Parallel processing of big rasters in R (windows)

2019-04-23 11:21发布

问题:

I'm using the doSNOW package and more specifically the parLapply function to perform reclassification (and subsequently other operations) on a list of big raster datasets (OS: Windows x64).

The code looks a little like this minimalistic example:

library(raster)
library(doSNOW)

#create list containing test rasters

x <- raster(ncol=10980,nrow=10980) 
x <- setValues(x,1:ncell(x)) 

list.x <- replicate( 9 , x )

#setting up cluster

NumberOfCluster <- 8
cl <- makeCluster(NumberOfCluster)
registerDoSNOW(cl)
junk <- clusterEvalQ(cl,library(raster))

#perform calculations on each raster

list.x <- parLapply(cl,list.x,function(x) calc(x,function(x) { x * 10 }))

#stop cluster

stopCluster(cl)

The code actually works as intended. The problem occurs when I want to proceed with the results. I'm receiving this error message:

> plot(list.x[[1]])
Error in file(fn, "rb") : cannot open the connection
In addition: Warning message:
In file(fn, "rb") :
  cannot open file 'C:\Users\*****\AppData\Local\Temp\RtmpyKYdpY\raster\r_tmp_2016-02-29_133158_752_67867.gri': No such file or directory

As far as I understood, since the rasters are quite big, they are saved in a temp file on disk. And when I'm closing the snow cluster, these files can't be accessed anymore.

So my question is, how can I access the data once the cluster is closed? Can I proceed using this method?

Thanks!

回答1:

I had this exact problem while running the rasterize fucntion inside a cluster in R.
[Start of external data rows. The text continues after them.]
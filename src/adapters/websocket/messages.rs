//! WebSocket message types for the realtime events protocol.
//!
//! Defines the protocol between server and connected clients:
//! - Server → Client: ready, subscription acknowledgements, errors, domain events
//! - Client → Server: `subscriptions.set`

use serde::Serialize;
use serde_json::{Map, Value};

use crate::domain::foundation::{DomainError, ErrorCode};
use crate::domain::realtime::{DomainEvent, DomainEventKind, Subscription};

/// Protocol version announced in the `ready` message.
pub const PROTOCOL_VERSION: u32 = 1;

/// The only command clients may send.
pub const SUBSCRIPTIONS_SET_COMMAND: &str = "subscriptions.set";

const NOT_AN_OBJECT: &str = "Payload must be an object with a type field";

// ============================================
// Server → Client Messages
// ============================================

/// Control messages sent from server to client.
#[derive(Debug, Clone, PartialEq, Serialize)]
#[serde(tag = "type")]
pub enum ServerMessage {
    /// Sent once, right after the upgrade.
    #[serde(rename = "ready")]
    Ready(ReadyMessage),

    /// Acknowledges `subscriptions.set`.
    #[serde(rename = "subscriptions.updated")]
    SubscriptionsUpdated(SubscriptionsUpdatedMessage),

    /// A rejected client frame.
    #[serde(rename = "error")]
    Error(ErrorMessage),
}

impl ServerMessage {
    pub fn ready() -> Self {
        ServerMessage::Ready(ReadyMessage {
            version: PROTOCOL_VERSION,
            chat_ids: Vec::new(),
        })
    }

    pub fn subscriptions_updated(request_id: Option<String>, subscription: &Subscription) -> Self {
        ServerMessage::SubscriptionsUpdated(SubscriptionsUpdatedMessage {
            request_id,
            chat_ids: subscription.chat_ids(),
        })
    }

    pub fn error(request_id: Option<String>, error: &DomainError) -> Self {
        ServerMessage::Error(ErrorMessage {
            request_id,
            code: error.code,
            message: error.message.clone(),
        })
    }
}

#[derive(Debug, Clone, PartialEq, Serialize)]
pub struct ReadyMessage {
    pub version: u32,
    #[serde(rename = "chatIDs")]
    pub chat_ids: Vec<String>,
}

#[derive(Debug, Clone, PartialEq, Serialize)]
pub struct SubscriptionsUpdatedMessage {
    #[serde(rename = "requestID", skip_serializing_if = "Option::is_none")]
    pub request_id: Option<String>,
    #[serde(rename = "chatIDs")]
    pub chat_ids: Vec<String>,
}

#[derive(Debug, Clone, PartialEq, Serialize)]
pub struct ErrorMessage {
    #[serde(rename = "requestID", skip_serializing_if = "Option::is_none")]
    pub request_id: Option<String>,
    pub code: ErrorCode,
    pub message: String,
}

/// A domain event as pushed to one connection.
///
/// `seq` is the connection's own delivery counter, not an event identity.
#[derive(Debug, Clone, PartialEq, Serialize)]
pub struct DomainEventMessage {
    #[serde(rename = "type")]
    pub kind: DomainEventKind,
    pub seq: u64,
    /// Server time in Unix milliseconds.
    pub ts: i64,
    #[serde(rename = "chatID")]
    pub chat_id: String,
    pub ids: Vec<String>,
    #[serde(skip_serializing_if = "Option::is_none")]
    pub entries: Option<Vec<Value>>,
}

impl DomainEventMessage {
    pub fn new(event: &DomainEvent, seq: u64, ts: i64, entries: Option<Vec<Value>>) -> Self {
        Self {
            kind: event.kind,
            seq,
            ts,
            chat_id: event.chat_id.clone(),
            ids: event.ids.clone(),
            entries,
        }
    }
}

// ============================================
// Client → Server Messages
// ============================================

/// A validated `subscriptions.set` command.
#[derive(Debug, Clone, PartialEq)]
pub struct SetSubscriptions {
    pub request_id: Option<String>,
    pub subscription: Subscription,
}

/// A client frame that failed validation.
///
/// Reported back to the sender; the connection stays open.
#[derive(Debug, Clone, PartialEq)]
pub struct CommandRejection {
    pub request_id: Option<String>,
    pub error: DomainError,
}

impl CommandRejection {
    fn payload(request_id: Option<String>, message: impl Into<String>) -> Self {
        Self {
            request_id,
            error: DomainError::invalid_payload(message),
        }
    }

    pub fn to_server_message(&self) -> ServerMessage {
        ServerMessage::error(self.request_id.clone(), &self.error)
    }
}

/// Rejection for a binary frame.
pub fn binary_frame_rejection() -> CommandRejection {
    CommandRejection::payload(None, NOT_AN_OBJECT)
}

/// Validates one text frame.
///
/// Checks run in a fixed order and the first failure wins. A string
/// `requestID` is echoed on every rejection after the frame is known to be
/// an object.
pub fn parse_command(text: &str) -> Result<SetSubscriptions, CommandRejection> {
    let payload: Value = serde_json::from_str(text)
        .map_err(|_| CommandRejection::payload(None, "Invalid JSON payload"))?;
    let Value::Object(object) = payload else {
        return Err(CommandRejection::payload(None, NOT_AN_OBJECT));
    };

    let request_id = object
        .get("requestID")
        .and_then(Value::as_str)
        .map(str::to_string);

    let Some(command) = object.get("type").and_then(Value::as_str) else {
        return Err(CommandRejection::payload(request_id, NOT_AN_OBJECT));
    };
    if command != SUBSCRIPTIONS_SET_COMMAND {
        return Err(CommandRejection {
            request_id,
            error: DomainError::invalid_command(format!("Unsupported command type: {}", command)),
        });
    }

    if has_unexpected_key(&object) {
        return Err(CommandRejection::payload(request_id, "Invalid subscriptions payload"));
    }
    if object.get("requestID").is_some_and(|v| !v.is_string()) {
        return Err(CommandRejection::payload(request_id, "requestID must be a string"));
    }

    let Some(chat_ids) = decode_chat_ids(object.get("chatIDs")) else {
        return Err(CommandRejection::payload(
            request_id,
            "chatIDs must be an array of strings",
        ));
    };
    match Subscription::from_chat_ids(chat_ids) {
        Ok(subscription) => Ok(SetSubscriptions {
            request_id,
            subscription,
        }),
        Err(e) => Err(CommandRejection::payload(request_id, e.to_string())),
    }
}

fn has_unexpected_key(object: &Map<String, Value>) -> bool {
    object
        .keys()
        .any(|key| !matches!(key.as_str(), "type" | "requestID" | "chatIDs"))
}

fn decode_chat_ids(raw: Option<&Value>) -> Option<Vec<&str>> {
    raw?.as_array()?.iter().map(Value::as_str).collect()
}

#[cfg(test)]
mod tests {
    use super::*;
    use serde_json::json;

    fn rejection(text: &str) -> CommandRejection {
        parse_command(text).unwrap_err()
    }

    #[test]
    fn ready_message_serializes_to_protocol_shape() {
        let json = serde_json::to_value(ServerMessage::ready()).unwrap();
        assert_eq!(json, json!({"type": "ready", "version": 1, "chatIDs": []}));
    }

    #[test]
    fn subscriptions_updated_omits_missing_request_id() {
        let sub = Subscription::from_chat_ids(["room1"]).unwrap();
        let json = serde_json::to_value(ServerMessage::subscriptions_updated(None, &sub)).unwrap();
        assert_eq!(json, json!({"type": "subscriptions.updated", "chatIDs": ["room1"]}));
    }

    #[test]
    fn error_message_carries_code_and_request_id() {
        let error = DomainError::invalid_command("Unsupported command type: ping");
        let json =
            serde_json::to_value(ServerMessage::error(Some("r1".to_string()), &error)).unwrap();
        assert_eq!(
            json,
            json!({
                "type": "error",
                "requestID": "r1",
                "code": "INVALID_COMMAND",
                "message": "Unsupported command type: ping"
            })
        );
    }

    #[test]
    fn domain_event_message_includes_entries_only_when_present() {
        let event = DomainEvent::chat_upserted("!r1");
        let json = serde_json::to_value(DomainEventMessage::new(&event, 3, 1_700_000_000_000, None))
            .unwrap();
        assert_eq!(
            json,
            json!({"type": "chat.upserted", "seq": 3, "ts": 1_700_000_000_000i64,
                   "chatID": "!r1", "ids": ["!r1"]})
        );

        let with_entries = DomainEventMessage::new(&event, 4, 0, Some(vec![json!({"id": "$e"})]));
        let json = serde_json::to_value(with_entries).unwrap();
        assert_eq!(json["entries"], json!([{"id": "$e"}]));
    }

    #[test]
    fn valid_command_is_normalized() {
        let cmd = parse_command(
            r#"{"type":"subscriptions.set","requestID":"abc","chatIDs":["room2","room1","room1"]}"#,
        )
        .unwrap();
        assert_eq!(cmd.request_id.as_deref(), Some("abc"));
        assert_eq!(cmd.subscription.chat_ids(), vec!["room1", "room2"]);
    }

    #[test]
    fn empty_chat_ids_unsubscribe() {
        let cmd = parse_command(r#"{"type":"subscriptions.set","chatIDs":[]}"#).unwrap();
        assert_eq!(cmd.subscription, Subscription::None);
    }

    #[test]
    fn invalid_json_is_rejected() {
        let r = rejection("{not json");
        assert_eq!(r.error.code, ErrorCode::InvalidPayload);
        assert_eq!(r.error.message, "Invalid JSON payload");
    }

    #[test]
    fn non_object_is_rejected() {
        let r = rejection("[1,2]");
        assert_eq!(r.error.message, NOT_AN_OBJECT);
        assert_eq!(r.request_id, None);
    }

    #[test]
    fn missing_type_echoes_request_id() {
        let r = rejection(r#"{"requestID":"x","chatIDs":[]}"#);
        assert_eq!(r.error.message, NOT_AN_OBJECT);
        assert_eq!(r.request_id.as_deref(), Some("x"));

        let r = rejection(r#"{"type":7}"#);
        assert_eq!(r.error.message, NOT_AN_OBJECT);
    }

    #[test]
    fn unknown_type_is_invalid_command() {
        let r = rejection(r#"{"type":"foo"}"#);
        assert_eq!(r.error.code, ErrorCode::InvalidCommand);
        assert_eq!(r.error.message, "Unsupported command type: foo");
    }

    #[test]
    fn unexpected_key_is_rejected() {
        let r = rejection(r#"{"type":"subscriptions.set","chatIDs":[],"extra":1}"#);
        assert_eq!(r.error.message, "Invalid subscriptions payload");
    }

    #[test]
    fn non_string_request_id_is_rejected() {
        let r = rejection(r#"{"type":"subscriptions.set","requestID":5,"chatIDs":[]}"#);
        assert_eq!(r.error.message, "requestID must be a string");
        assert_eq!(r.request_id, None);
    }

    #[test]
    fn chat_ids_must_be_string_array() {
        for text in [
            r#"{"type":"subscriptions.set"}"#,
            r#"{"type":"subscriptions.set","chatIDs":"room1"}"#,
            r#"{"type":"subscriptions.set","chatIDs":["room1",2]}"#,
        ] {
            assert_eq!(rejection(text).error.message, "chatIDs must be an array of strings");
        }
    }

    #[test]
    fn wildcard_with_ids_is_rejected() {
        let r = rejection(
            r#"{"type":"subscriptions.set","requestID":"w","chatIDs":["*","room1"]}"#,
        );
        assert_eq!(r.error.code, ErrorCode::InvalidPayload);
        assert_eq!(r.error.message, "chatIDs cannot combine '*' with specific IDs");
        assert_eq!(r.request_id.as_deref(), Some("w"));
    }

    #[test]
    fn binary_frames_get_object_message() {
        assert_eq!(binary_frame_rejection().error.message, NOT_AN_OBJECT);
    }
}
All tests worked perfectly but when I upscaled to very large and fine resolution rasters, I repeatedly got errors regarding temp files that I couldn't even find on my computer. The list object, which I needed to merge and write as 1 raster, was in R but I could do nothing with it.

After watching the temp file directory whilst the cluster was running I noticed that closing the cluster will auto-delete all temp files created, so I had to perform the merge and writeRaster functions inside the cluster, otherwise it would fail on a very similar error to yours.



回答2:

You could pass specific filenames to calc (or, e.g., reclassify), and have your function return those filenames as a vector to be read into a stack:

ff <- parSapply(cl, list.x, function(x) { 
  calc(x, function(x) x*10, filename=f <- tempfile(fileext='.tif'))
  f
})

s <- stack(ff)

But also look at ?clusterR- I suspect it will work with reclassify. From the docs:

This function only works with functions that have a Raster* object as first argument and that operate on a cell by cell basis (i.e., there is no effect of neigboring cells) and return an object with the same number of cells as the input raster object. The first argument of the function called must be a Raster* object. There can only be one Raster* object argument. For example, it works with calc and it also works with overlay as long as you provide a single RasterStack or RasterBrick as the first argument.